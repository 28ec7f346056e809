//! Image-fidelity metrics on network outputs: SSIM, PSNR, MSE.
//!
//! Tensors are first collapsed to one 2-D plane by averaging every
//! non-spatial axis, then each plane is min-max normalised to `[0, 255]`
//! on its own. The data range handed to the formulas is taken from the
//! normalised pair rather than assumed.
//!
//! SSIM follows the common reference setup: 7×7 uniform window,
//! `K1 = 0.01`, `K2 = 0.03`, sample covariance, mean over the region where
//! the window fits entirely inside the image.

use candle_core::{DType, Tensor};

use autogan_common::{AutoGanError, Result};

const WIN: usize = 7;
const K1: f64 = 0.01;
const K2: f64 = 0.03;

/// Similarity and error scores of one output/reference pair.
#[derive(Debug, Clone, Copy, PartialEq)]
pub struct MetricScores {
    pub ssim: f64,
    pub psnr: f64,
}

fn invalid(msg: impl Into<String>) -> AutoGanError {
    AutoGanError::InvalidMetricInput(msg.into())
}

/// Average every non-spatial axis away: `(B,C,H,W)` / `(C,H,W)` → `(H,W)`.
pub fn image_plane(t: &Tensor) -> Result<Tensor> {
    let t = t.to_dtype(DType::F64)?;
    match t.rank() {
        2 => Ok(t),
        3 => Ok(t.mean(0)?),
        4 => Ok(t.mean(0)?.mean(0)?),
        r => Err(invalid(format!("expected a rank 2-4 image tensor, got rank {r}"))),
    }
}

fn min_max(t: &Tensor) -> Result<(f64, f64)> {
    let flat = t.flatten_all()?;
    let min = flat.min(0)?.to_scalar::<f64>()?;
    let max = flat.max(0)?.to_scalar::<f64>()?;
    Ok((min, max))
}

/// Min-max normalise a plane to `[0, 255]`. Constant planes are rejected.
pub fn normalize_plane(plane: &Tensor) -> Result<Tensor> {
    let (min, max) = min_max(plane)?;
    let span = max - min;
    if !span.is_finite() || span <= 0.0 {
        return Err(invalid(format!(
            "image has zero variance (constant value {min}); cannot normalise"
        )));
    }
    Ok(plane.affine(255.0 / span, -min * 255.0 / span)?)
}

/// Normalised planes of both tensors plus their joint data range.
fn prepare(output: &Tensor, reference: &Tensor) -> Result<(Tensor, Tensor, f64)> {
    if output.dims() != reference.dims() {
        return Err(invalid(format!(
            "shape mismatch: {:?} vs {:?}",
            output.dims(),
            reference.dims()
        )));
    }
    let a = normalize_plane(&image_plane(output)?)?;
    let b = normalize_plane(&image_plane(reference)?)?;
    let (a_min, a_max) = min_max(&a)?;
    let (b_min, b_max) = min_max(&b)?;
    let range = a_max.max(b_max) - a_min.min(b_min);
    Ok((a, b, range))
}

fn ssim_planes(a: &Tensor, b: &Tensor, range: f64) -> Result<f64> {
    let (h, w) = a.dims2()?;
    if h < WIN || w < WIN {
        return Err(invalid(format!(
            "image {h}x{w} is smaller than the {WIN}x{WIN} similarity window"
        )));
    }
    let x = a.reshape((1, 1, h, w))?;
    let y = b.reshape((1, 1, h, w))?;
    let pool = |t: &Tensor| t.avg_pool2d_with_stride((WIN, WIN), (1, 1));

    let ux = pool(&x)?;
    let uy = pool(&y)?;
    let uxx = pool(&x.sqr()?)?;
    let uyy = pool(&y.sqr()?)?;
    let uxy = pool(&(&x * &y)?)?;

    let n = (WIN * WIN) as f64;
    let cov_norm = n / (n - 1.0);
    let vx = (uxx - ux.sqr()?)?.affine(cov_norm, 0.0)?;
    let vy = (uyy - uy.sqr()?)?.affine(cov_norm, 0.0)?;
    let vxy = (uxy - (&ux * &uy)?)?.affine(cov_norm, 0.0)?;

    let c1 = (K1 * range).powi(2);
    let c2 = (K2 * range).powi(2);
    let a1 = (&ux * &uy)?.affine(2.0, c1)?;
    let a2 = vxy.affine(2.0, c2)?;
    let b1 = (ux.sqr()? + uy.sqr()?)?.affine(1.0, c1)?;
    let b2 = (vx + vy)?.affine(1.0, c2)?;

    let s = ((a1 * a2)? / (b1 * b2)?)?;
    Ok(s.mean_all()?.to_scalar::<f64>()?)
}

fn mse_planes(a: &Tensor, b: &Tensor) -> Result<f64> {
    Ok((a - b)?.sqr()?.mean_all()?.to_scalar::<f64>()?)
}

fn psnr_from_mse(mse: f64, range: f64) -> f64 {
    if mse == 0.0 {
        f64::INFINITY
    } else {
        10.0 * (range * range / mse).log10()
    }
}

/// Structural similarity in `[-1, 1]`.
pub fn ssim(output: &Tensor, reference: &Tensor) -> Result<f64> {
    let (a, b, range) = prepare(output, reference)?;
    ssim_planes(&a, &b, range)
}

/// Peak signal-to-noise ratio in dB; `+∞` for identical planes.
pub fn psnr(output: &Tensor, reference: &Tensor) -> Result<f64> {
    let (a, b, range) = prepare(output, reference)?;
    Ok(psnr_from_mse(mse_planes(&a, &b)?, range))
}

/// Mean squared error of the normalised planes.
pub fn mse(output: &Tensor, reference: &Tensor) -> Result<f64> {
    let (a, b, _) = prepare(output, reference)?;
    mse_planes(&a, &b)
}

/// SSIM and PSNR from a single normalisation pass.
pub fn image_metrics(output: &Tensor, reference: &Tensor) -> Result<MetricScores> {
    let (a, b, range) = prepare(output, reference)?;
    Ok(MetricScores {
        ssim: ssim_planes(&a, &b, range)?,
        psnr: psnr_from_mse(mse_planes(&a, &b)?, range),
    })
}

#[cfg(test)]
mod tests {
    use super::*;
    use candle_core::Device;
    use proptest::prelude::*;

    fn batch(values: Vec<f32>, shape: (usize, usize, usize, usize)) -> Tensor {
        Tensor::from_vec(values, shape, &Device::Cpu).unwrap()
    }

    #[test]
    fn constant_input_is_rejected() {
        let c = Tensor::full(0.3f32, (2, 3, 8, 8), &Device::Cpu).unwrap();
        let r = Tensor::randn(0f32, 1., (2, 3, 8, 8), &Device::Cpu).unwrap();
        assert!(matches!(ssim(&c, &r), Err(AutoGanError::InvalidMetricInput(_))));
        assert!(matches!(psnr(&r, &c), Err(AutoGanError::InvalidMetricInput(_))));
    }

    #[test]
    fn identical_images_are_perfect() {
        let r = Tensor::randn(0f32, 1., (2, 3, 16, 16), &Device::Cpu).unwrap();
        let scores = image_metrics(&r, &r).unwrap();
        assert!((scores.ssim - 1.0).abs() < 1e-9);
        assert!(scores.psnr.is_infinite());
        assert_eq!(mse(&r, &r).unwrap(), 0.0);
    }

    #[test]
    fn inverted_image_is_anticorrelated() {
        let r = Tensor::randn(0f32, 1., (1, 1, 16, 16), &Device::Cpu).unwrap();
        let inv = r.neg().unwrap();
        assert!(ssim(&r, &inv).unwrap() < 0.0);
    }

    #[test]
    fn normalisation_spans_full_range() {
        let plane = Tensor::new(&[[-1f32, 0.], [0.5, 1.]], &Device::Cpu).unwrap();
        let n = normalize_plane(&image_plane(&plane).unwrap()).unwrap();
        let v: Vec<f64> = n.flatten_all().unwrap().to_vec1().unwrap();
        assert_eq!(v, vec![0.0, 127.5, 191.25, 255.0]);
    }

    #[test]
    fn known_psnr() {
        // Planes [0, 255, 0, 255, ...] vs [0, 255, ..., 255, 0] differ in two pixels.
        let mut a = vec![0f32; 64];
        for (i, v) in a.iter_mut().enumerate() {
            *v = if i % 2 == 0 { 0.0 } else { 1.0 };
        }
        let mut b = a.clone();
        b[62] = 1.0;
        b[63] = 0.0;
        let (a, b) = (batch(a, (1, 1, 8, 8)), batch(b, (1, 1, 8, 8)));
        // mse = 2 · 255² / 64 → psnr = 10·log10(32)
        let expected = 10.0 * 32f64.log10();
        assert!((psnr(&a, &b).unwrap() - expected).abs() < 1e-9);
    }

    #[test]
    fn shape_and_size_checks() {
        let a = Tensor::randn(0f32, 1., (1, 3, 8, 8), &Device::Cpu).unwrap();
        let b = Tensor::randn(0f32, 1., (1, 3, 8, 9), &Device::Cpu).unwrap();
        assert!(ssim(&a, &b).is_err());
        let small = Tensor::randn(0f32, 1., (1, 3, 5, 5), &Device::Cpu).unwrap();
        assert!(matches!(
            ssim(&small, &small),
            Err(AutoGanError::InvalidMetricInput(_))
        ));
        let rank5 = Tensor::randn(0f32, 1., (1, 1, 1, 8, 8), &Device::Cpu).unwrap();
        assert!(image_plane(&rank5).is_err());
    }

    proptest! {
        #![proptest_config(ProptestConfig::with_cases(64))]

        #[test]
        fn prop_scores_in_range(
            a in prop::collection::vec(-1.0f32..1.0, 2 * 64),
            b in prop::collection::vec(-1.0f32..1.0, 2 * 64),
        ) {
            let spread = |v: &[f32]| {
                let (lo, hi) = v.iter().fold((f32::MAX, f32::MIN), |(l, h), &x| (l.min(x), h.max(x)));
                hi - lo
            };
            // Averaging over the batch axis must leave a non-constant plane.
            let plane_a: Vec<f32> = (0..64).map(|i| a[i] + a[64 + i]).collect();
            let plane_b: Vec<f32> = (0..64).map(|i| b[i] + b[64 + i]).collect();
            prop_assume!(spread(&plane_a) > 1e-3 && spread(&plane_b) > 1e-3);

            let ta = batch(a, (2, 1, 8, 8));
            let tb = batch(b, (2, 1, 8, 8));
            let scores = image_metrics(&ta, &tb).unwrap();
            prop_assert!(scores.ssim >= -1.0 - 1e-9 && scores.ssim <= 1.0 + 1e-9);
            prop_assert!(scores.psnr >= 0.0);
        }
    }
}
---
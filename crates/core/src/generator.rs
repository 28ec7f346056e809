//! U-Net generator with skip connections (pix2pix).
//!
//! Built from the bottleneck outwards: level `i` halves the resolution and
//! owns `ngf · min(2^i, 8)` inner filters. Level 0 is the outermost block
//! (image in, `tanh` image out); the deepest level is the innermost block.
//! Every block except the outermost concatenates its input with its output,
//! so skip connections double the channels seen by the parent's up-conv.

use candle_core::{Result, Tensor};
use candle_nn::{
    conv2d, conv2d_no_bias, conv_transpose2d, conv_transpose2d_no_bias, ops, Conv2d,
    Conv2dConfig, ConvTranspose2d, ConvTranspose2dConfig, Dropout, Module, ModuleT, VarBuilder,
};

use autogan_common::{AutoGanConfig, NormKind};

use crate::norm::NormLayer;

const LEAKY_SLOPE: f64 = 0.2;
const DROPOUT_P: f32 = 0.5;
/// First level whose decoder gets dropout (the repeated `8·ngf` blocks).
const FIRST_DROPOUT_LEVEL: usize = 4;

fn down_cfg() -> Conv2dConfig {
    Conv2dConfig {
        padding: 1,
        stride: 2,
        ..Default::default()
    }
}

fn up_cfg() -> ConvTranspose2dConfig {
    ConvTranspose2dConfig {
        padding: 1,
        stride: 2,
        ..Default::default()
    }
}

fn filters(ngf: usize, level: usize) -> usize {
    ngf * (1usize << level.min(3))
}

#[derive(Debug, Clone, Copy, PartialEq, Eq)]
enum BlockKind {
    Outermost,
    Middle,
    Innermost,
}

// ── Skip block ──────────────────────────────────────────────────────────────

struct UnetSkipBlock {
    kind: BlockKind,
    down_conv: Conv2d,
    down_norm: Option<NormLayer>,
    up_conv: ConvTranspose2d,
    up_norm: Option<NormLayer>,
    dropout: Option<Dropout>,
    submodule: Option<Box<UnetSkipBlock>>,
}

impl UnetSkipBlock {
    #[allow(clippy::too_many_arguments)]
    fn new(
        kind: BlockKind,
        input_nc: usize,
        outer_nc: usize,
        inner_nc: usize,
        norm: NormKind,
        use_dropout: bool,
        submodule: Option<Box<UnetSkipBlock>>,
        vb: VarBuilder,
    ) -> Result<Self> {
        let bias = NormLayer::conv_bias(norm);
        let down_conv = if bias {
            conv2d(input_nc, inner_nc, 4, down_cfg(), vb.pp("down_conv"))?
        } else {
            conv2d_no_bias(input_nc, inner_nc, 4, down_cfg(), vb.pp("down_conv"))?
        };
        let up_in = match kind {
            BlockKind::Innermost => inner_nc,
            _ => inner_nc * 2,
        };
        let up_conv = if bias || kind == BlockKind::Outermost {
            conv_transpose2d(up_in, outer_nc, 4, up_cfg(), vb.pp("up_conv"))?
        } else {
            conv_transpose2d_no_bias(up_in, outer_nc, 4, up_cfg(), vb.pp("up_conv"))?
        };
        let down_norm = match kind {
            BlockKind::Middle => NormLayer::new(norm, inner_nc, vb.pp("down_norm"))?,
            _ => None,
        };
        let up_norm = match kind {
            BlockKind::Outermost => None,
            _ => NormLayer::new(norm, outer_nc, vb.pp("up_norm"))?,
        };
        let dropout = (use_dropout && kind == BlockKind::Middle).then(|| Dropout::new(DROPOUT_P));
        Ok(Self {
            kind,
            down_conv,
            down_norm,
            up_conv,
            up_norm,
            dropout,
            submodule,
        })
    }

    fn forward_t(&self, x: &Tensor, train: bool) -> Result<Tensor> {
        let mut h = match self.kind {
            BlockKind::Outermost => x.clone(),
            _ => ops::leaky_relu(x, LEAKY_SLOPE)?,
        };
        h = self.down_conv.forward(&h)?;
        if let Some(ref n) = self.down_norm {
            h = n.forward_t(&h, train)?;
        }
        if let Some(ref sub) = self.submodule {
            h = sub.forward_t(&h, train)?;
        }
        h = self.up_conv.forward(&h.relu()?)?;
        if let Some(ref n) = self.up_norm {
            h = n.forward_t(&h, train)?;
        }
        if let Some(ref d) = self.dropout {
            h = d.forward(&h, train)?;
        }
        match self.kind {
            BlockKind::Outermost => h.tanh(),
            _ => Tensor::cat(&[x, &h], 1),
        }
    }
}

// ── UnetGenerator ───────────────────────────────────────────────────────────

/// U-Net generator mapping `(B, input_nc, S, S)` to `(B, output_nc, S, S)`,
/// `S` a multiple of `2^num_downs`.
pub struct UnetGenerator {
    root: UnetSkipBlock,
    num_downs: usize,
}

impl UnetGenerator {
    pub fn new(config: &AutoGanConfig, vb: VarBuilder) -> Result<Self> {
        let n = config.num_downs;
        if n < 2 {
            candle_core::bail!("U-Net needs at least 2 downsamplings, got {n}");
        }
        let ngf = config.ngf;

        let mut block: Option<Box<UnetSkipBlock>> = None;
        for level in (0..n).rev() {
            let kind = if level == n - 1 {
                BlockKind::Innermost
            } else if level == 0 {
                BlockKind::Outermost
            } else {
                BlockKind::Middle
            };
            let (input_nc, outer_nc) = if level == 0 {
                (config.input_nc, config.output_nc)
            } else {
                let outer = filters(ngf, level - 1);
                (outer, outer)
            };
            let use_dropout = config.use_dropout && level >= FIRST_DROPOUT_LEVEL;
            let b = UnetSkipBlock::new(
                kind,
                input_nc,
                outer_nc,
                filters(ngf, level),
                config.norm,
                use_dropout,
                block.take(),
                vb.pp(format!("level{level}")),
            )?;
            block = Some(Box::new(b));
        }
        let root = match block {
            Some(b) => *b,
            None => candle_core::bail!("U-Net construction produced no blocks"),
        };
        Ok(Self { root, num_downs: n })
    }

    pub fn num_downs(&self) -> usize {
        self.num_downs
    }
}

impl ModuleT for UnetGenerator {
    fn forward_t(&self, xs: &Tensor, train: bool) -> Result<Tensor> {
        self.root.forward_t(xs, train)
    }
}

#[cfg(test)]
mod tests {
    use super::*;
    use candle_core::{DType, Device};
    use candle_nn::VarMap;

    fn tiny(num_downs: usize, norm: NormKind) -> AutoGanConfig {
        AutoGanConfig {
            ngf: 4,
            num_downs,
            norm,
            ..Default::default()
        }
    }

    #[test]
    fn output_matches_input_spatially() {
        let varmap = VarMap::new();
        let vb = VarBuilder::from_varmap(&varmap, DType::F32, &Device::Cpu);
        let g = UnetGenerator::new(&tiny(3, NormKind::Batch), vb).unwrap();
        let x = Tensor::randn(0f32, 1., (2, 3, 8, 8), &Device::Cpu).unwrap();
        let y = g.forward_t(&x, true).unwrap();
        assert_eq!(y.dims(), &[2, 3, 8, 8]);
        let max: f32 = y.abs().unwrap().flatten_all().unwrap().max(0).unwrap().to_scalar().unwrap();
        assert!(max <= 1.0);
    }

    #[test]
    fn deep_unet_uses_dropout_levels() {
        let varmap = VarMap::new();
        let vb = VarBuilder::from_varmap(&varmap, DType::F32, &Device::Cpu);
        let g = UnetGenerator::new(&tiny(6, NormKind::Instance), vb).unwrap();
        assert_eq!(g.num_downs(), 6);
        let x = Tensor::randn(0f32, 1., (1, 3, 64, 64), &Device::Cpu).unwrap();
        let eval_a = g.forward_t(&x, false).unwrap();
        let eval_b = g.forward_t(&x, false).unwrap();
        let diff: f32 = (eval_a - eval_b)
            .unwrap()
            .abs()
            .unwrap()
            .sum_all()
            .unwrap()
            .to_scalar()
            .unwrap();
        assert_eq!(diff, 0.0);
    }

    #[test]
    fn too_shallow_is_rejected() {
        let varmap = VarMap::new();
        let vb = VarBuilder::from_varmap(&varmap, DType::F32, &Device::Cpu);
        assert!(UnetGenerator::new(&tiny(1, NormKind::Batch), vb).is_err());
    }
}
---
* [TASK DESCRIPTION]
From the listing, count how many lines contain the string "Copy", and answer with the number by itself.

* [OUTPUT FOR THIS EXERCISE]
2